Consuela - Dec 28, 2004 9:05:37 am PST #6726 of 10002
We are Buffistas. This isn't our first apocalypse. -- Pix

Holy cow.


Matt the Bruins fan - Dec 28, 2004 11:25:49 am PST #6727 of 10002
"I remember when they eventually introduced that drug kingpin who murdered people and smuggled drugs inside snakes and I was like 'Finally. A normal person.'” —RahvinDragand

Wow, that's a blow to the literary world.


Angus G - Dec 28, 2004 2:38:48 pm PST #6728 of 10002
Roguish Laird

Very sad news. That obituary is very strange though--the precis of Notes on Camp is dreadful, and as for 'In conversation, she comfortably used words such as "polyphonic" and "surreptitiously."'--um, who doesn't?


Betsy HP - Dec 28, 2004 2:56:08 pm PST #6729 of 10002
If I only had a brain...

I haven't gotten a lot of use out of "dramaturg" recently.


reequeen - Dec 28, 2004 3:22:07 pm PST #6730 of 10002
"It's got to be the hair, Cotton. It's beautiful! Feathered and lethal. You just don't see it nowadays." Pepper Brooks - Dodgeball

I don't know that there's actually a need to use "polyphonic" when speaking, but "surreptitiously?" C'mon. Not big on "dramaturg" but I do like "anthropomorphize."


Betsy HP - Dec 28, 2004 4:13:15 pm PST #6731 of 10002
If I only had a brain...

Well, if you're talking about music, "polyphonic" is pretty essential.

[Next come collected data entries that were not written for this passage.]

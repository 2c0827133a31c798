use std::path::PathBuf;

use clap::{Arg, Command};

use crate::common::{binning_args, chrom_arg, condensed_arg, dpi_arg, origin_arg, output_arg};

pub const WINDOWS_CMD: &str = "windows";

pub fn create_windows_cli() -> Command {
    Command::new(WINDOWS_CMD)
        .about("Tile a chromosome into windows and plot one heatmap per window, split across several PNG files.")
        .arg(chrom_arg())
        .arg(origin_arg("Start of the first window"))
        .arg(
            Arg::new("extent")
                .value_parser(clap::value_parser!(i64))
                .help("Width of every window")
                .required(true),
        )
        .arg(
            Arg::new("limit")
                .value_parser(clap::value_parser!(i64))
                .help("Windows are added while their start is below this position")
                .required(true),
        )
        .arg(output_arg())
        .arg(
            Arg::new("file")
                .value_parser(clap::value_parser!(PathBuf))
                .help("Indexed BAM file")
                .required(true),
        )
        .arg(
            Arg::new("batch-size")
                .long("batch-size")
                .value_parser(clap::value_parser!(usize))
                .help("Windows per output file [default: 30]"),
        )
        .arg(condensed_arg())
        .args(binning_args())
        .arg(dpi_arg())
}
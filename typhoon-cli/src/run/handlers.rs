use std::path::PathBuf;

use anyhow::{Context, Result};
use clap::ArgMatches;
use log::info;

use typhoon_core::PlotConfig;
use typhoon_plot::run_plot;

use crate::common::required;

pub fn run_config_file(matches: &ArgMatches) -> Result<()> {
    let path = required::<PathBuf>(matches, "config")?;
    let config = PlotConfig::from_file(path)
        .with_context(|| format!("Failed to load run file {:?}", path))?;

    info!("Running {} plot from {:?}", config.mode, path);
    run_plot(&config).with_context(|| format!("Failed to run {:?}", path))?;

    Ok(())
}
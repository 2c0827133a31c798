use typhoon_core::errors::{Result, TyphoonError};
use typhoon_core::models::GenomicWindow;

/// A group of consecutive windows rendered into one output file.
#[derive(Debug, Clone, PartialEq)]
pub struct WindowBatch<'a> {
    /// 1-based batch number, used in the output file name.
    pub index: usize,
    /// 0-based position of the first window among all windows.
    pub offset: usize,
    pub windows: &'a [GenomicWindow],
}

///
/// Split windows into batches of at most `batch_size`, in order.
///
pub fn plan_batches(windows: &[GenomicWindow], batch_size: usize) -> Result<Vec<WindowBatch<'_>>> {
    if batch_size == 0 {
        return Err(TyphoonError::InvalidParameter(
            "batch size must be at least 1".to_string(),
        ));
    }

    Ok(windows
        .chunks(batch_size)
        .enumerate()
        .map(|(i, chunk)| WindowBatch {
            index: i + 1,
            offset: i * batch_size,
            windows: chunk,
        })
        .collect())
}
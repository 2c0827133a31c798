use std::path::PathBuf;

use clap::{Arg, Command};

pub const RUN_CMD: &str = "run";

pub fn create_run_cli() -> Command {
    Command::new(RUN_CMD)
        .about("Draw the plot described by a TOML run file.")
        .arg(
            Arg::new("config")
                .value_parser(clap::value_parser!(PathBuf))
                .help("Run file; relative paths in it are resolved against its directory")
                .required(true),
        )
}
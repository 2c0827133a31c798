//! # Typhoon plots
//!
//! Renders occupancy matrices as white-to-blue heatmaps ("typhoon plots")
//! and midpoint density curves as filled area plots, with an optional
//! gene body overlay, into PNG files.
//!
//! The entry point is [`run_plot`], which validates a [`PlotConfig`] and runs
//! the pipeline of its mode.
//!
//! [`PlotConfig`]: typhoon_core::PlotConfig
//!
pub mod color;
pub mod density;
pub mod genes;
pub mod heatmap;
pub mod layout;
pub mod pipeline;

use std::fmt::Display;

use typhoon_core::TyphoonError;

pub use color::ColorScale;
pub use heatmap::{HeatmapPanel, render_heatmaps};
pub use layout::PlotLayout;
pub use pipeline::run_plot;

pub(crate) fn render_error<E: Display>(e: E) -> TyphoonError {
    TyphoonError::Render(e.to_string())
}
use std::path::PathBuf;

use thiserror::Error;

#[derive(Error, Debug)]
pub enum TyphoonError {
    #[error("Invalid window {chrom}:{start}-{end}: {reason}")]
    InvalidWindow {
        chrom: String,
        start: i64,
        end: i64,
        reason: String,
    },

    #[error("Invalid parameter: {0}")]
    InvalidParameter(String),

    #[error("Input file not found: {0:?}")]
    MissingInputFile(PathBuf),

    #[error("Template length {template_length} is outside of the fragment range 0..={max_len}")]
    RecordOutOfRange { template_length: i64, max_len: usize },

    #[error("Can't read gene annotation file {path:?}: {reason}")]
    AnnotationFileError { path: PathBuf, reason: String },

    #[error("Alignment query failed: {0}")]
    AlignmentQuery(String),

    #[error("Rendering failed: {0}")]
    Render(String),

    #[error("Can't parse configuration: {0}")]
    Config(String),

    #[error(transparent)]
    Io(#[from] std::io::Error),
}

pub type Result<T> = std::result::Result<T, TyphoonError>;
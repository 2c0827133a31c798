use std::fs::File;
use std::path::{Path, PathBuf};

use log::debug;
use noodles::bam;
use noodles::bgzf::Reader;
use noodles::core::{Position, Region};
use noodles::sam;

use typhoon_core::errors::{Result, TyphoonError};
use typhoon_core::models::{GenomicWindow, ReadRecord};

///
/// Anything that can hand out the reads overlapping a window.
///
pub trait ReadSource {
    fn fetch(&mut self, window: &GenomicWindow) -> Result<Vec<ReadRecord>>;
}

///
/// Indexed BAM file. The `.bai` index must sit next to the BAM file
/// (create one with `samtools index your_file.bam`).
///
/// The file handle is opened once and reused for every window; it is closed
/// when the source is dropped.
///
pub struct BamReadSource {
    path: PathBuf,
    reader: bam::io::IndexedReader<Reader<File>>,
    header: sam::Header,
}

impl BamReadSource {
    pub fn open(path: &Path) -> Result<Self> {
        if !path.exists() {
            return Err(TyphoonError::MissingInputFile(path.to_path_buf()));
        }

        let query_error =
            |e: std::io::Error| TyphoonError::AlignmentQuery(format!("{:?}: {}", path, e));

        let mut reader = bam::io::indexed_reader::Builder::default()
            .build_from_path(path)
            .map_err(query_error)?;
        let header = reader.read_header().map_err(query_error)?;

        Ok(BamReadSource {
            path: path.to_path_buf(),
            reader,
            header,
        })
    }
}

/// 0-based `[start, end)` as a 1-based inclusive noodles region.
fn window_region(window: &GenomicWindow) -> Result<Region> {
    let invalid = || TyphoonError::InvalidWindow {
        chrom: window.chrom.clone(),
        start: window.start,
        end: window.end,
        reason: "window can't be expressed as a BAM region".to_string(),
    };

    let start = Position::new((window.start + 1) as usize).ok_or_else(invalid)?;
    let end = Position::new(window.end as usize).ok_or_else(invalid)?;

    Ok(Region::new(window.chrom.as_str(), start..=end))
}

impl ReadSource for BamReadSource {
    fn fetch(&mut self, window: &GenomicWindow) -> Result<Vec<ReadRecord>> {
        let region = window_region(window)?;
        let query_error = |e: std::io::Error| {
            TyphoonError::AlignmentQuery(format!("{:?} at {}: {}", self.path, window, e))
        };

        let records = self
            .reader
            .query(&self.header, &region)
            .map_err(query_error)?;

        let mut reads = Vec::new();
        let mut unmapped = 0;
        for result in records {
            let record = result.map_err(query_error)?;

            let position = match record.alignment_start() {
                Some(position) => position.map_err(query_error)?,
                None => {
                    unmapped += 1;
                    continue;
                }
            };

            reads.push(ReadRecord::new(
                position.get() as i64 - 1,
                record.template_length() as i64,
            ));
        }

        debug!(
            "{:?}: fetched {} reads in {} ({} unmapped skipped)",
            self.path,
            reads.len(),
            window,
            unmapped
        );

        Ok(reads)
    }
}

///
/// Reads held in memory, e.g. from a previous pass or a test. A read belongs
/// to a window when its start lies in `[start, end)`.
///
#[derive(Debug, Clone, Default)]
pub struct MemoryReadSource {
    reads: Vec<ReadRecord>,
}

impl MemoryReadSource {
    pub fn new(reads: Vec<ReadRecord>) -> Self {
        MemoryReadSource { reads }
    }
}

impl ReadSource for MemoryReadSource {
    fn fetch(&mut self, window: &GenomicWindow) -> Result<Vec<ReadRecord>> {
        Ok(self
            .reads
            .iter()
            .filter(|r| r.start_position >= window.start && r.start_position < window.end)
            .copied()
            .collect())
    }
}
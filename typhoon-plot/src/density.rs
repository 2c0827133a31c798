use std::path::Path;

use plotters::coord::Shift;
use plotters::prelude::*;

use typhoon_core::errors::Result;
use typhoon_occupancy::DensityCurve;

use crate::layout::PlotLayout;
use crate::render_error;

/// Fixed top of the y axis; larger densities are cut off.
pub const DENSITY_Y_MAX: f64 = 50.0;
pub const DENSITY_Y_DESC: &str = "Read counts";

#[derive(Debug, Clone)]
pub struct DensityPanel {
    pub curve: DensityCurve,
    pub title: Option<String>,
    pub x_desc: Option<String>,
}

/// Curve points with y cut to the axis range.
pub fn density_points(curve: &DensityCurve) -> Vec<(f64, f64)> {
    curve
        .points()
        .map(|(x, y)| (x, y.clamp(0.0, DENSITY_Y_MAX)))
        .collect()
}

fn draw_panel<DB: DrawingBackend>(
    area: &DrawingArea<DB, Shift>,
    panel: &DensityPanel,
    layout: &PlotLayout,
) -> std::result::Result<(), DrawingAreaErrorKind<DB::ErrorType>> {
    let window = &panel.curve.window;

    let mut builder = ChartBuilder::on(area);
    builder
        .margin(layout.size(4.0))
        .x_label_area_size(layout.size(28.0))
        .y_label_area_size(layout.size(36.0));
    if let Some(title) = &panel.title {
        builder.caption(title, ("sans-serif", layout.font(11.0)));
    }

    let mut chart =
        builder.build_cartesian_2d(window.start as f64..window.end as f64, 0.0..DENSITY_Y_MAX)?;

    let x_labels = |x: &f64| format!("{:.0}", x);
    let mut mesh = chart.configure_mesh();
    mesh.light_line_style(BLACK.mix(0.05))
        .bold_line_style(BLACK.mix(0.15))
        .label_style(("sans-serif", layout.font(8.0)))
        .axis_desc_style(("sans-serif", layout.font(10.0)))
        .x_label_formatter(&x_labels)
        .y_desc(DENSITY_Y_DESC);
    if let Some(x_desc) = &panel.x_desc {
        mesh.x_desc(x_desc.as_str());
    }
    mesh.draw()?;

    chart.draw_series(
        AreaSeries::new(density_points(&panel.curve), 0.0, BLUE.mix(0.6)).border_style(BLUE),
    )?;

    Ok(())
}

///
/// Render one density curve per panel, stacked vertically, into `output`.
///
pub fn render_densities(
    output: &Path,
    figure_title: Option<&str>,
    panels: &[DensityPanel],
    layout: &PlotLayout,
) -> Result<()> {
    let root = BitMapBackend::new(output, layout.figure_size(panels.len())).into_drawing_area();
    root.fill(&WHITE).map_err(render_error)?;

    let root = match figure_title {
        Some(title) => root
            .titled(title, ("sans-serif", layout.font(12.0)))
            .map_err(render_error)?,
        None => root,
    };

    let areas = root.split_evenly((panels.len().max(1), 1));
    for (panel, area) in panels.iter().zip(areas.iter()) {
        draw_panel(area, panel, layout).map_err(render_error)?;
    }

    root.present().map_err(render_error)?;
    Ok(())
}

Heck, I think it's on the label of the cheap keyboard I bought my son for Christmas.

I like "apotropaic" although I can never remember what it means. It just trips down the tongue and does a full somersault.


reequeen - Dec 28, 2004 4:28:24 pm PST #6732 of 10002
"It's got to be the hair, Cotton. It's beautiful! Feathered and lethal. You just don't see it nowadays." Pepper Brooks - Dodgeball

Yeah, well, when I talk about music, I tend to use words like "groovy" and "cool." I'm sure that ages me, but oh well.....


Scrappy - Dec 28, 2004 4:47:39 pm PST #6733 of 10002
Life moves pretty fast. You don't stop and look around once in a while, you could miss it.

My BF used to BE a dramaturg, so that word does come up.